Do not irrigate a garden or lawn with this wastewater and do not let more than 100 gallons of the strongly chlorinated water flow into drains which ultimately discharge into a septic tank.

In addition to these steps, two additional steps are suggested if iron bacteria or other nuisance organisms are in the system.

First, dislodge and remove bacterial masses from the piping system by using compressed air or gas to create water surges or to induce a waterhammer effect. Take care not to create excessive pressures which may rupture pipelines. Second, shock chlorinate the water source and the water distribution system again within 24 to 48 hours.

Step 7

To ensure the water is safe for drinking, test it for coliform bacteria. Allow at least 24 hours before taking the sample. This will ensure all water in the well has been replaced with fresh water from underground sources.

If coliform organisms are still present, the groundwater is continuously contaminated. In this case, you should abandon the well or water source and develop a new one.

If new construction is not possible or feasible, your water supply should be disinfected continuously by a chlorinator installed in the water system.

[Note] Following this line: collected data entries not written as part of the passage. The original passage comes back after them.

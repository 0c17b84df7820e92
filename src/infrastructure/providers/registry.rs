use crate::domain::ports::{Capability, MarketDataProvider};
use crate::infrastructure::providers::RetryPolicy;
use std::collections::HashMap;
use std::sync::{Arc, RwLock};
use std::time::{Duration, Instant};
use tracing::{info, warn};

pub const DEFAULT_DEMOTION_TTL: Duration = Duration::from_secs(300);

#[derive(Debug, Clone)]
struct Demotion {
    until: Instant,
    reason: String,
}

/// Holds the configured providers in priority order and serves ordered
/// failover chains per capability. Health demotions are the registry's
/// only mutable state: reads are concurrent, writes serialized.
pub struct ProviderRegistry {
    providers: Vec<Arc<dyn MarketDataProvider>>,
    health: RwLock<HashMap<String, Demotion>>,
    retry: RetryPolicy,
}

impl ProviderRegistry {
    pub fn new(providers: Vec<Arc<dyn MarketDataProvider>>, retry: RetryPolicy) -> Self {
        Self {
            providers,
            health: RwLock::new(HashMap::new()),
            retry,
        }
    }

    pub fn retry_policy(&self) -> &RetryPolicy {
        &self.retry
    }

    /// Ordered chain for a capability: healthy providers in configured
    /// priority order, then demoted ones as a last resort. Expired
    /// demotions count as healthy.
    pub fn providers_for(&self, capability: Capability) -> Vec<Arc<dyn MarketDataProvider>> {
        let health = self.health.read().unwrap_or_else(|e| e.into_inner());
        let now = Instant::now();

        let mut healthy = Vec::new();
        let mut demoted = Vec::new();
        for provider in &self.providers {
            if !provider.supports(capability) {
                continue;
            }
            match health.get(provider.id()) {
                Some(demotion) if demotion.until > now => demoted.push(provider.clone()),
                _ => healthy.push(provider.clone()),
            }
        }
        healthy.extend(demoted);
        healthy
    }

    /// Temporarily demotes a provider to the back of every chain.
    pub fn mark_unhealthy(&self, id: &str, reason: &str, ttl: Duration) {
        let mut health = self.health.write().unwrap_or_else(|e| e.into_inner());
        warn!(
            "ProviderRegistry: Demoting '{}' for {:?} ({})",
            id, ttl, reason
        );
        health.insert(
            id.to_string(),
            Demotion {
                until: Instant::now() + ttl,
                reason: reason.to_string(),
            },
        );
    }

    /// A successful call clears any standing demotion early.
    pub fn mark_healthy(&self, id: &str) {
        let mut health = self.health.write().unwrap_or_else(|e| e.into_inner());
        if let Some(demotion) = health.remove(id) {
            info!(
                "ProviderRegistry: Restoring '{}' (was demoted: {})",
                id, demotion.reason
            );
        }
    }

    /// Demotion reason for diagnostics, if one is standing.
    pub fn demotion_reason(&self, id: &str) -> Option<String> {
        let health = self.health.read().unwrap_or_else(|e| e.into_inner());
        health
            .get(id)
            .filter(|d| d.until > Instant::now())
            .map(|d| d.reason.clone())
    }
}

#[cfg(test)]
mod tests {
    use super::*;
    use crate::domain::errors::ProviderError;
    use crate::domain::market::{Candle, DepthLevels, Pair, Ticker};
    use async_trait::async_trait;

    struct StubProvider {
        id: String,
        capabilities: Vec<Capability>,
    }

    impl StubProvider {
        fn new(id: &str, capabilities: Vec<Capability>) -> Arc<Self> {
            Arc::new(Self {
                id: id.to_string(),
                capabilities,
            })
        }
    }

    #[async_trait]
    impl MarketDataProvider for StubProvider {
        fn id(&self) -> &str {
            &self.id
        }

        fn capabilities(&self) -> &[Capability] {
            &self.capabilities
        }

        async fn fetch_candles(
            &self,
            _pair: &Pair,
            _limit: usize,
        ) -> Result<Vec<Candle>, ProviderError> {
            unimplemented!("not exercised")
        }

        async fn fetch_ticker(&self, _pair: &Pair) -> Result<Ticker, ProviderError> {
            unimplemented!("not exercised")
        }

        async fn fetch_depth(
            &self,
            _pair: &Pair,
            _levels: usize,
        ) -> Result<DepthLevels, ProviderError> {
            unimplemented!("not exercised")
        }
    }

    fn registry() -> ProviderRegistry {
        ProviderRegistry::new(
            vec![
                StubProvider::new(
                    "binance",
                    vec![Capability::Candles, Capability::Ticker, Capability::Funding],
                ),
                StubProvider::new("coinbase", vec![Capability::Candles, Capability::Ticker]),
            ],
            RetryPolicy::default(),
        )
    }

    fn ids(providers: &[Arc<dyn MarketDataProvider>]) -> Vec<&str> {
        providers.iter().map(|p| p.id()).collect()
    }

    #[test]
    fn test_chain_respects_configured_priority() {
        let registry = registry();
        let chain = registry.providers_for(Capability::Candles);
        assert_eq!(ids(&chain), vec!["binance", "coinbase"]);
    }

    #[test]
    fn test_chain_filters_by_capability() {
        let registry = registry();
        let chain = registry.providers_for(Capability::Funding);
        assert_eq!(ids(&chain), vec!["binance"]);
    }

    #[test]
    fn test_demotion_moves_provider_to_back() {
        let registry = registry();
        registry.mark_unhealthy("binance", "region blocked", Duration::from_secs(60));

        let chain = registry.providers_for(Capability::Candles);
        assert_eq!(ids(&chain), vec!["coinbase", "binance"]);
        assert!(registry.demotion_reason("binance").is_some());
    }

    #[test]
    fn test_successful_probe_clears_demotion() {
        let registry = registry();
        registry.mark_unhealthy("binance", "flaky", Duration::from_secs(60));
        registry.mark_healthy("binance");

        let chain = registry.providers_for(Capability::Candles);
        assert_eq!(ids(&chain), vec!["binance", "coinbase"]);
    }

    #[test]
    fn test_demotion_expires_after_ttl() {
        let registry = registry();
        registry.mark_unhealthy("binance", "flaky", Duration::from_millis(5));
        std::thread::sleep(Duration::from_millis(10));

        let chain = registry.providers_for(Capability::Candles);
        assert_eq!(ids(&chain), vec!["binance", "coinbase"]);
        assert!(registry.demotion_reason("binance").is_none());
    }
}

diagram of Pump-type diaphragm chlorinator
Figure 1. Pump-type diaphragm chlorinator.

Continuous Chlorination

If tests show the presence of coliform bacteria even after the well has been disinfected and if wells and septic tanks are crowded together, then the groundwater is continuously contaminated. In these situations, the water may be permanently disinfected by a home chlorinator that feeds chlorine continuously into the water. Continuous chlorination should always be used on surface water supplies, such as ponds, springs, lakes, or cisterns.

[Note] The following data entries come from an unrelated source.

use super::{Guard, GuardContext};
use crate::domain::trading::GuardOutcome;

/// Downgrades to HOLD when realized volatility breaches the upper bound:
/// no new entries during turmoil.
pub struct VolatilityGuard;

impl Guard for VolatilityGuard {
    fn id(&self) -> &'static str {
        "VolatilityGuard"
    }

    fn evaluate(&self, ctx: &GuardContext<'_>) -> GuardOutcome {
        if ctx.realized_vol_pct > ctx.config.vol_upper_pct {
            return GuardOutcome::Downgrade {
                by: self.id().to_string(),
                reason: format!(
                    "realized volatility {:.2}% above bound {:.2}%",
                    ctx.realized_vol_pct, ctx.config.vol_upper_pct
                ),
            };
        }
        GuardOutcome::Pass
    }
}

#[cfg(test)]
mod tests {
    use super::super::test_support::*;
    use super::*;
    use crate::config::GuardConfig;
    use crate::domain::analysis::Signal;
    use rust_decimal_macros::dec;

    fn evaluate(vol_pct: f64) -> GuardOutcome {
        let snapshot = snapshot();
        let decision = decision(Signal::Sell, 70);
        let portfolio = flat_portfolio(dec!(100000));
        let config = GuardConfig {
            vol_upper_pct: 8.0,
            ..GuardConfig::default()
        };
        VolatilityGuard.evaluate(&GuardContext {
            decision: &decision,
            portfolio: &portfolio,
            snapshot: &snapshot,
            config: &config,
            prospective_notional: dec!(1000),
            realized_vol_pct: vol_pct,
            last_trade_at: None,
            now: now(),
        })
    }

    #[test]
    fn test_downgrades_in_turmoil() {
        assert_eq!(evaluate(9.5).result_str(), "DOWNGRADE");
    }

    #[test]
    fn test_passes_calm_markets() {
        assert_eq!(evaluate(2.0), GuardOutcome::Pass);
        // The bound itself is still tradable.
        assert_eq!(evaluate(8.0), GuardOutcome::Pass);
    }
}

Some chlorinators feed just enough bleach, approximately 1 to 2 parts per million (ppm), to adequately disinfect the water and leave a small residual, 0.2 to 0.5 ppm, of chlorine as a safety factor. This is called simple chlorination.

Other units feed the bleach at higher dosages in the range of 5 to 10 ppm and leave a high residual of chlorine. This method of chlorination is called super chlorination. In this case, the high residual chlorine imparts a strong chlorine odor and taste to the water. This strong chlorine odor and taste can be removed with an activated carbon filter. Removing chlorine is called dechlorination.

There are many types of commercially available home chlorinators, but most of them work on the principle of feeding a chlorine solution into the water. These units are usually located on the discharge side of the well pump and before the pressure storage tank.

Some home chlorinators feed chlorine directly into the well. Feeding chlorine directly into the well has several potential benefits. If iron bacteria are present in the well, they can be treated at the source. If the water contains iron or manganese, the minerals may be precipitated from solution by chlorination. After precipitation by chlorination, they may be removed by filtration.

Two common methods of feeding chlorine are pumps and aspirators. A chlorine pump is a positive displacement or chemical-feed device which adds a small amount of chlorine to the water. The dose is either fixed or varies with water flow rates. The chlorine is drawn into the device and then pumped to the water delivery line. See Figure 1. Corrosion of the chlorination device can be a problem.